• _ABOUT THIS TASK_
Take the data below. Output it exactly from its first line through the line containing "pane over a".

• _SUPPLIED MATERIAL_
//! The preview side of a customization session.
//!
//! A [`PreviewSession`] owns the live document and the partial registry,
//! turns setting changes into refreshes, and talks to the pane over a
//! [`Messenger`]. Rendered batches are applied through [`PreviewHost`],
//! which also discovers partials appearing in newly rendered markup.

use crate::batcher::{BatchHost, RefreshHandle, RenderBatcher};
use crate::config::BatcherConfig;
use crate::dispatch::transport::RenderTransport;
use crate::document::Document;
use crate::error::{RefreshError, Result};
use crate::fallback::{FullRefreshGate, RefreshState};
use crate::messenger::contract::{
    FallbackPayload, FullRefreshPayload, MovedPayload, NoncePayload, RenderedPayload,
    SettingPayload, TransportsPayload,
};
use crate::messenger::{MessageKind, Messenger};
use crate::partial::kinds::LIST_MARKER;
use crate::partial::{
    ChangeAction, ChangeContext, KindTable, Partial, PartialDescriptor, PartialRegistry,
};
use crate::placement::{ATTR_ID, ATTR_SETTINGS, ATTR_TYPE, Placement};
use crate::reconcile::{self, Notice, RenderedPlacement};
use crate::resolver::{DependencyResolver, Resolution};
use crate::settings::{InMemorySettings, SettingEvent, SettingsStore};
use serde_json::Value;
use std::collections::BTreeMap;
use std::sync::{Arc, Mutex, MutexGuard, Weak};
use tokio::sync::broadcast;
use tracing::{debug, info, warn};

const EVENT_CAPACITY: usize = 256;

/// Observable preview activity.
#[derive(Debug, Clone, PartialEq)]
pub enum PreviewEvent {
    Rendered {
        partial_id: String,
        context: Option<Value>,
    },
    Moved {
        partial_id: String,
    },
    Fallback {
        partial_id: String,
        error: String,
    },
    FullRefreshRequested {
        reason: String,
    },
}

/// Document, settings and pane channel shared between the session and its
/// batcher.
struct PreviewHost {
    doc: Mutex<Document>,
    settings: Arc<InMemorySettings>,
    registry: Arc<PartialRegistry>,
    messenger: Arc<Messenger>,
    events: broadcast::Sender<PreviewEvent>,
    full_refresh: FullRefreshGate,
}

impl PreviewHost {
    fn doc(&self) -> MutexGuard<'_, Document> {
        self.doc.lock().unwrap_or_else(|e| e.into_inner())
    }

    /// Ask the pane for a reload. Only the first request per preview
    /// lifetime goes out.
    fn request_full_refresh(&self, reason: &str) {
        if !self.full_refresh.trigger() {
            debug!(reason, "full refresh already requested");
            return;
        }
        warn!(reason, "requesting full refresh");
        self.messenger.send_json(
            MessageKind::RequestFullRefresh,
            &FullRefreshPayload {
                reason: reason.to_owned(),
            },
        );
        let _ = self.events.send(PreviewEvent::FullRefreshRequested {
            reason: reason.to_owned(),
        });
    }

    fn publish(&self, notices: Vec<Notice>) {
        for notice in notices {
            match notice {
                Notice::ContentRendered {
                    partial_id,
                    context,
                    ..
                } => {
                    self.messenger.send_json(
                        MessageKind::ContentRendered,
                        &RenderedPayload {
                            partial_id: partial_id.clone(),
                            context: context.clone(),
                        },
                    );
                    let _ = self.events.send(PreviewEvent::Rendered {
                        partial_id,
                        context,
                    });
                }
                Notice::ContentMoved { partial_id, .. } => {
                    self.messenger.send_json(
                        MessageKind::ContentMoved,
                        &MovedPayload {
                            partial_id: partial_id.clone(),
                        },
                    );
                    let _ = self.events.send(PreviewEvent::Moved { partial_id });
                }
            }
        }
    }

    /// Register partials declared in markup that the registry does not know
    /// yet. Returns the newly registered partials.
    fn discover(&self, doc: &Document) -> Vec<Arc<Partial>> {
        let mut found = Vec::new();
        let selector = format!("[{ATTR_ID}]");
        let elements = match doc.select(&selector) {
            Ok(elements) => elements,
            Err(e) => {
                warn!(error = %e, "cannot scan for declared partials");
                Vec::new()
            }
        };
        for el in elements {
            let Some(id) = doc.attr(el, ATTR_ID) else {
                continue;
            };
            if self.registry.contains(id) {
                continue;
            }
            let mut descriptor = PartialDescriptor {
                kind: doc.attr(el, ATTR_TYPE).map(str::to_owned),
                ..PartialDescriptor::default()
            };
            if let Some(raw) = doc.attr(el, ATTR_SETTINGS) {
                match serde_json::from_str::<Vec<String>>(raw) {
                    Ok(settings) => descriptor.settings = settings,
                    Err(e) => warn!(partial_id = id, error = %e, "ignoring malformed settings attribute"),
                }
            }
            self.register_found(id, descriptor, &mut found);
        }

        let before = format!("{LIST_MARKER}_before:");
        for (_, text) in doc.comments() {
            let Some(list_id) = text
                .strip_prefix(before.as_str())
                .and_then(|rest| rest.rsplit_once(':'))
                .map(|(list_id, _)| list_id)
            else {
                continue;
            };
            let id = format!("{LIST_MARKER}[{list_id}]");
            if !self.registry.contains(&id) {
                self.register_found(&id, PartialDescriptor::of_kind(LIST_MARKER), &mut found);
            }
        }
        found
    }

    fn register_found(&self, id: &str, descriptor: PartialDescriptor, found: &mut Vec<Arc<Partial>>) {
        match self.registry.register(id, descriptor) {
            Ok(partial) => {
                debug!(partial_id = id, kind = %partial.kind(), "discovered partial");
                found.push(partial);
            }
            Err(e) => warn!(partial_id = id, error = %e, "cannot register discovered partial"),
        }
    }
}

• _OUTPUT OF THE TASK_
//! The preview side of a customization session.
//!
//! A [`PreviewSession`] owns the live document and the partial registry,
//! turns setting changes into refreshes, and talks to the pane over a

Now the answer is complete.